C’est pourquoi nous avons opté pour des systèmes à rayonnement infrarouge de courte longueur d’onde. Au lieu de chauffer toute la pièce, le rayonnement infrarouge dirige l’énergie exactement là où elle est nécessaire. Cela rend le processus plus rapide et plus efficace. De plus, cela permet de réduire l’impact thermique sur l’environnement.
Contrôler correctement la température
Dans une usine moderne, on ne peut pas simplement “laisser faire”. Il est nécessaire de savoir ce qui se passe en temps réel.
Nous connectons nos chauffages à base de rayonnement infrarouge à des alimentations contrôlées par un PLC, afin de maintenir un flux thermique constant. Le meilleur aspect ? On peut déclencher immédiatement un cycle de chauffage. Plus besoin d’attendre que la chambre atteigne la température souhaitée. Le substrat du capteur atteint immédiatement la température désirée, tandis que les éléments environnants restent froids. C’est logique.
L’aspect matériel
Nous ne nous contentons pas de deviner quel équipement utiliser. Nous prenons en compte le coefficient d’absorption des matériaux utilisés pour concevoir l’équipement adapté.
Généralement, cela signifie l’utilisation de lampes en quartz à haute puissance. Elles permettent de générer beaucoup de chaleur dans une petite surface, ce qui permet de réduire la taille des machines. Plus d’espace au sol, c’est toujours un avantage.
Mais il y a un problème : toute cette intensité génère beaucoup de chaleur résiduelle. Si vous augmentez trop la puissance des lampes juste pour gagner quelques secondes, vos ventilateurs ou systèmes de refroidissement doivent être capables de faire face à cette charge supplémentaire. Sinon, les points de température commenceront à varier, ce qui entraîne des problèmes.

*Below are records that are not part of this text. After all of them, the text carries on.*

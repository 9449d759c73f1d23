use std::{
    fs::File,
    io::{BufWriter, Write},
    path::Path,
};
use tracing::{debug, info};

use super::point::map;
use crate::{BmpImage, Depth, Error};

/// Normalized frequency of each of the 256 gray levels
pub type Histogram = [f32; 256];

fn require_gray(src: &BmpImage) -> Result<(), Error> {
    match src.depth() {
        Depth::Eight => Ok(()),
        depth => Err(Error::UnsupportedFormat {
            bit_count: depth.into(),
        }),
    }
}

/// Computes the histogram of an 8-bit image, normalized over `width * height` pixels
///
/// # Errors
///
/// This function errors if the image is not 8-bit
#[allow(clippy::cast_precision_loss)]
pub fn histogram(src: &BmpImage) -> Result<Histogram, Error> {
    require_gray(src)?;
    let mut counts = [0usize; 256];
    for &v in src.bitmap().rows().flatten() {
        counts[usize::from(v)] += 1;
    }
    let total = (src.width() * src.height()) as f32;
    Ok(counts.map(|count| count as f32 / total))
}

/// Writes one frequency per line with six decimals
///
/// # Errors
///
/// This will error if unable to create and/or write to the provided path
pub fn write_histogram(path: impl AsRef<Path>, histogram: &Histogram) -> Result<(), Error> {
    let path = path.as_ref();
    let mut w = BufWriter::new(File::create(path)?);
    for frequency in histogram {
        writeln!(w, "{frequency:.6}")?;
    }
    w.flush()?;
    info!("Wrote histogram to {}", path.display());
    Ok(())
}

/// Builds the gray level mapping `trunc(255 * cdf + 0.5)` of a histogram
///
/// The mapping is monotonic non-decreasing.
#[must_use]
#[allow(clippy::cast_possible_truncation, clippy::cast_sign_loss)]
pub fn equalization_map(histogram: &Histogram) -> [u8; 256] {
    let mut cdf = 0.0f32;
    histogram.map(|frequency| {
        cdf += frequency;
        (255.0 * cdf + 0.5).min(255.0) as u8
    })
}

/// Equalizes the histogram of an 8-bit image
///
/// # Errors
///
/// This function errors if the image is not 8-bit, or if the output buffer cannot be
/// allocated
pub fn equalize(src: &BmpImage) -> Result<BmpImage, Error> {
    let lut = equalization_map(&histogram(src)?);
    debug!("Equalization map: {:?}", lut);
    map(src, |v| lut[usize::from(v)])
}

#[cfg(test)]
mod tests {
    use super::*;

    fn two_levels() -> BmpImage {
        let mut image = BmpImage::grayscale(5, 2).unwrap();
        image.bitmap_mut().row_mut(0).unwrap().fill(0);
        image.bitmap_mut().row_mut(1).unwrap().fill(10);
        image
    }

    #[test]
    fn histogram_counts_pixels_not_padding() {
        let hist = histogram(&two_levels()).unwrap();
        assert_eq!(hist[0], 0.5);
        assert_eq!(hist[10], 0.5);
        assert!((hist.iter().sum::<f32>() - 1.0).abs() < 1e-6);
    }

    #[test]
    fn rejects_truecolor() {
        let image = BmpImage::bgr(2, 2).unwrap();
        assert!(matches!(
            histogram(&image),
            Err(Error::UnsupportedFormat { bit_count: 24 })
        ));
        assert!(equalize(&image).is_err());
    }

    #[test]
    fn equalization_map_is_monotonic() {
        let mut hist = [0.0f32; 256];
        for (i, h) in hist.iter_mut().enumerate() {
            *h = ((i * 31) % 7) as f32;
        }
        let total: f32 = hist.iter().sum();
        let hist = hist.map(|h| h / total);
        let lut = equalization_map(&hist);
        assert!(lut.windows(2).all(|w| w[0] <= w[1]));
        assert_eq!(lut[255], 255);
    }

    #[test]
    fn equalize_spreads_levels() {
        let out = equalize(&two_levels()).unwrap();
        assert_eq!(out.bitmap().row(0), Some(&[128; 5][..]));
        assert_eq!(out.bitmap().row(1), Some(&[255; 5][..]));
        // a second pass is stable
        assert_eq!(equalize(&out).unwrap(), out);
    }
}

Travailler plus intelligemment, pas plus dur
Lorsque ces systèmes sont connectés à une ligne numérique, chaque lampe devient un point de données. Nous utilisons des capteurs pour surveiller l’état des lampes. Au lieu de deviner quand une lampe risque de tomber en panne ou de suivre un calendrier rigide, le système indique simplement lorsque la puissance de sortie diminue. Ainsi, vous pouvez remplacer la lampe avant même que la qualité du produit ne se détériore. Cela permet de planifier les entretiens en fonction des données, et non au hasard.